Figure 3.

Mineralization in the chick fetal femur at the sites of microinjection. (A–D): Bone collars and secondary mineralization sites (green) within the cartilaginous chick fetal femur (white) showing the location and extent of mineralization following sham injection (A), exposure to magnetic bioreactor alone (B), injection of hMSCs (C), and injection of hMSCs followed by exposure to the magnetic bioreactor (D). (E, F): The addition of magnetic nanoparticles coated with RGD tripeptide (E) or TREK-Ab (F) resulted in mineralization at the epiphyseal injection sites. (G, H): Femurs injected with hMSCs prelabeled with either RGD-coated (G) or TREK-Ab-coated (H) magnetic nanoparticles showed the greatest extent of mineralization.
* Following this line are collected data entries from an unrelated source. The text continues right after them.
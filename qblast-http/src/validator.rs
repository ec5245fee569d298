//! Rule set tables for submitting searches and retrieving results, with a single evaluator.
//!

use tracing::{instrument, trace};

use qblast_config::types::fields::*;
use qblast_config::types::{
  ALIGNMENT, COMPOSITION_BASED_STATISTICS_CODES, FILTER_PATTERN, FORMAT_TYPES, MATRICES, PROGRAMS,
  ParameterBag,
};

use crate::rules::PairSign::Positive;
use crate::rules::Rule;
use crate::rules::Rule::*;

/// An ordered list of fields and the rules that are checked against each of them.
pub type RuleSet = [(&'static str, &'static [Rule])];

/// Rules for submitting a search. The order determines the order of reported errors.
pub static SEARCH_RULES: &RuleSet = &[
  (QUERY, &[NotNone, NotEmpty]),
  (DATABASE, &[NotNone, NotEmpty]),
  (PROGRAM, &[NotNone, MemberOf(PROGRAMS)]),
  (FILTER, &[MatchesPattern(&FILTER_PATTERN)]),
  (FORMAT_TYPE, &[BlankOrMemberOf(FORMAT_TYPES)]),
  (EXPECT, &[GreaterThanZero]),
  (NUCL_REWARD, &[GreaterThanZero]),
  (NUCL_PENALTY, &[LessThanZero]),
  (GAPCOSTS, &[PairedIntegers(Positive)]),
  (MATRIX, &[MemberOf(MATRICES)]),
  (HITLIST_SIZE, &[GreaterThanZero]),
  (DESCRIPTIONS, &[GreaterThanZero]),
  (ALIGNMENTS, &[GreaterThanZero]),
  (NCBI_GI, &[NcbiGiFlag]),
  (THRESHOLD, &[GreaterThanZero]),
  (WORD_SIZE, &[GreaterThanZero]),
  (
    COMPOSITION_BASED_STATISTICS,
    &[MemberOf(COMPOSITION_BASED_STATISTICS_CODES)],
  ),
  (NUM_THREADS, &[GreaterThanZero]),
];

/// Rules for retrieving results.
pub static RESULTS_RULES: &RuleSet = &[
  (FORMAT_TYPE, &[BlankOrMemberOf(FORMAT_TYPES)]),
  (HITLIST_SIZE, &[GreaterThanZero]),
  (DESCRIPTIONS, &[GreaterThanZero]),
  (ALIGNMENTS, &[GreaterThanZero]),
  (NCBI_GI, &[NcbiGiFlag]),
  (FORMAT_OBJECT, &[AbsentOr(ALIGNMENT)]),
];

/// Evaluate every rule of the rule set, returning all error messages in rule set order.
#[instrument(level = "trace", skip_all, ret)]
pub fn validate(rules: &RuleSet, params: &ParameterBag) -> Vec<String> {
  rules
    .iter()
    .flat_map(|(field, field_rules)| {
      let value = params.get(field);
      trace!(field, value = ?value, "validating field");
      field_rules.iter().filter_map(move |rule| rule.check(field, value).err())
    })
    .collect()
}

/// Validate the parameters of a search submission.
pub fn validate_search_params(params: &ParameterBag) -> Vec<String> {
  validate(SEARCH_RULES, params)
}

/// Validate the parameters of a results retrieval.
pub fn validate_results_params(params: &ParameterBag) -> Vec<String> {
  validate(RESULTS_RULES, params)
}

#[cfg(test)]
mod tests {
  use qblast_config::types::ParamValue;

  use super::*;

  const NOT_EMPTY_ERROR: &str = "Parameter '{}' cannot be empty";
  const NOT_NONE_ERROR: &str = "Parameter '{}' must be specified";
  const INVALID_ERROR: &str = "Invalid '{}' parameter";

  fn error(template: &str, field: &str) -> String {
    template.replace("{}", field)
  }

  fn valid_required_params() -> ParameterBag {
    [("QUERY", "test"), ("DATABASE", "test_db"), ("PROGRAM", PROGRAMS[0])]
      .into_iter()
      .collect()
  }

  fn test_search_positive(field: &str, value: Option<impl Into<ParamValue>>) {
    let mut params = valid_required_params();
    if let Some(value) = value {
      params.insert(field, value);
    }
    assert_eq!(validate_search_params(&params), Vec::<String>::new(), "{field}");
  }

  fn test_search_negative(field: &str, value: impl Into<ParamValue>) {
    let mut params = valid_required_params();
    params.insert(field, value);
    assert_eq!(
      validate_search_params(&params),
      vec![error(INVALID_ERROR, &field.to_lowercase())]
    );
  }

  fn test_results_negative(field: &str, value: impl Into<ParamValue>) {
    let mut params = ParameterBag::new();
    params.insert(field, value);
    assert_eq!(
      validate_results_params(&params),
      vec![error(INVALID_ERROR, &field.to_lowercase())]
    );
  }

  #[test]
  fn all_required_params_missing() {
    assert_eq!(
      validate_search_params(&ParameterBag::new()),
      vec![
        error(NOT_NONE_ERROR, "query"),
        error(NOT_NONE_ERROR, "database"),
        error(NOT_NONE_ERROR, "program"),
      ]
    );
  }

  #[test]
  fn required_params() {
    for program in PROGRAMS {
      test_search_positive(PROGRAM, Some(*program));
    }

    let params = [("DATABASE", ""), ("PROGRAM", PROGRAMS[0])].into_iter().collect();
    assert_eq!(
      validate_search_params(&params),
      vec![error(NOT_NONE_ERROR, "query"), error(NOT_EMPTY_ERROR, "database")]
    );

    let params = [("QUERY", ""), ("PROGRAM", PROGRAMS[0])].into_iter().collect();
    assert_eq!(
      validate_search_params(&params),
      vec![error(NOT_EMPTY_ERROR, "query"), error(NOT_NONE_ERROR, "database")]
    );

    let params = [("QUERY", ""), ("PROGRAM", "xyz")].into_iter().collect();
    assert_eq!(
      validate_search_params(&params),
      vec![
        error(NOT_EMPTY_ERROR, "query"),
        error(NOT_NONE_ERROR, "database"),
        error(INVALID_ERROR, "program"),
      ]
    );
  }

  #[test]
  fn filter() {
    for value in ["F", "T", "L", "mT", "mL", ""] {
      test_search_positive(FILTER, Some(value));
    }
    test_search_positive(FILTER, None::<&str>);

    test_search_negative(FILTER, "X");
    test_search_negative(FILTER, "mF");
    test_search_negative(FILTER, "test123");
  }

  #[test]
  fn format_type() {
    for value in FORMAT_TYPES.iter().chain(&[""]) {
      test_search_positive(FORMAT_TYPE, Some(*value));
    }
    test_search_positive(FORMAT_TYPE, None::<&str>);

    test_search_negative(FORMAT_TYPE, "X");
    test_search_negative(FORMAT_TYPE, "Text2");
    test_search_negative(FORMAT_TYPE, "JSON");
  }

  #[test]
  fn greater_than_zero_fields() {
    for field in [
      EXPECT,
      NUCL_REWARD,
      HITLIST_SIZE,
      DESCRIPTIONS,
      ALIGNMENTS,
      THRESHOLD,
      WORD_SIZE,
      NUM_THREADS,
    ] {
      test_search_positive(field, Some(1));
      test_search_positive(field, Some(265));
      test_search_positive(field, None::<&str>);

      test_search_negative(field, 0);
      test_search_negative(field, -1);
      test_search_negative(field, -53);
    }
  }

  #[test]
  fn expect_fraction() {
    test_search_positive(EXPECT, Some(0.05));
    test_search_negative(EXPECT, -0.05);
  }

  #[test]
  fn nucl_penalty() {
    test_search_positive(NUCL_PENALTY, Some(-1));
    test_search_positive(NUCL_PENALTY, Some(-127));
    test_search_positive(NUCL_PENALTY, None::<&str>);

    test_search_negative(NUCL_PENALTY, 0);
    test_search_negative(NUCL_PENALTY, 1);
    test_search_negative(NUCL_PENALTY, 53);
  }

  #[test]
  fn gap_costs() {
    for value in ["11 1", "1 1", "256 84713"] {
      test_search_positive(GAPCOSTS, Some(value));
    }

    for value in ["-1 15", "0 15", "84 -5612", "84 8 5", "-621 -223487", "0 0"] {
      test_search_negative(GAPCOSTS, value);
    }
  }

  #[test]
  fn matrix() {
    for value in MATRICES {
      test_search_positive(MATRIX, Some(*value));
    }
    test_search_positive(MATRIX, None::<&str>);

    test_search_negative(MATRIX, "test");
  }

  #[test]
  fn ncbi_gi() {
    test_search_positive(NCBI_GI, Some("T"));
    test_search_positive(NCBI_GI, Some("F"));
    test_search_positive(NCBI_GI, None::<&str>);

    for value in ["", "X", "True", "False", "test123"] {
      test_search_negative(NCBI_GI, value);
    }
  }

  #[test]
  fn composition_based_statistics() {
    for value in 0..4 {
      test_search_positive(COMPOSITION_BASED_STATISTICS, Some(value));
    }

    for value in [4, 154, -1, -6481] {
      test_search_negative(COMPOSITION_BASED_STATISTICS, value);
    }
  }

  #[test]
  fn errors_keep_rule_set_order() {
    let params: ParameterBag = [
      ("NUM_THREADS", ParamValue::from(0)),
      ("FILTER", "X".into()),
      ("GAPCOSTS", "0 0".into()),
    ]
    .into_iter()
    .collect();

    assert_eq!(
      validate_search_params(&params),
      vec![
        error(NOT_NONE_ERROR, "query"),
        error(NOT_NONE_ERROR, "database"),
        error(NOT_NONE_ERROR, "program"),
        error(INVALID_ERROR, "filter"),
        error(INVALID_ERROR, "gapcosts"),
        error(INVALID_ERROR, "num_threads"),
      ]
    );
  }

  #[test]
  fn results_params_valid() {
    let params: ParameterBag = [
      ("CMD", ParamValue::from("Get")),
      ("RID", "1337".into()),
      ("FORMAT_TYPE", "XML2".into()),
      ("HITLIST_SIZE", ParamValue::from(10)),
      ("NCBI_GI", "T".into()),
      ("FORMAT_OBJECT", "Alignment".into()),
    ]
    .into_iter()
    .collect();

    assert!(validate_results_params(&params).is_empty());
    assert!(validate_results_params(&ParameterBag::new()).is_empty());
  }

  #[test]
  fn results_format_object() {
    test_results_negative(FORMAT_OBJECT, "xyz");
    test_results_negative(FORMAT_OBJECT, "");
    test_results_negative(FORMAT_OBJECT, "SearchInfo");
  }

  #[test]
  fn results_numeric_and_flags() {
    test_results_negative(HITLIST_SIZE, 0);
    test_results_negative(DESCRIPTIONS, -1);
    test_results_negative(ALIGNMENTS, -8);
    test_results_negative(NCBI_GI, "True");
    test_results_negative(FORMAT_TYPE, "Text2");
  }
}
Most femurs (including sham-injected femurs) displayed a secondary mineralization site in the epiphysis at the site of injection, whereas the diaphyseal injection site was not visible in any femur after 2 weeks of organotypic ex vivo culture. (I, J): After 14 days of in vitro culture, femurs injected with either phosphate-buffered saline (sham) or exposed to the oscillating magnetic bioreactor alone showed similar alkaline phosphatase activity (I) and mineralization (J) to injections of hMSCs and injections of RGD-coated magnetic nanoparticles alone. Injecting TREK-Ab-coated magnetic nanoparticles or hMSCs pretagged with either RGD or TREK nanoparticles caused significant increases in the extent of mineralization in the femur (J), and tagged cells exhibited more alkaline phosphatase activity (I). Arrows show the locations of the epiphyseal injections. Bars show standard error of the mean (n = 3 for alkaline phosphatase; n = 9 for x-ray microtomography). ∗, p < .05. Scale bars = 1 mm. Abbreviations: hMSC, human mesenchymal stem cells; PNP, p-nitrophenyl phosphate; RGD, Arg-Gly-Asp tripeptide.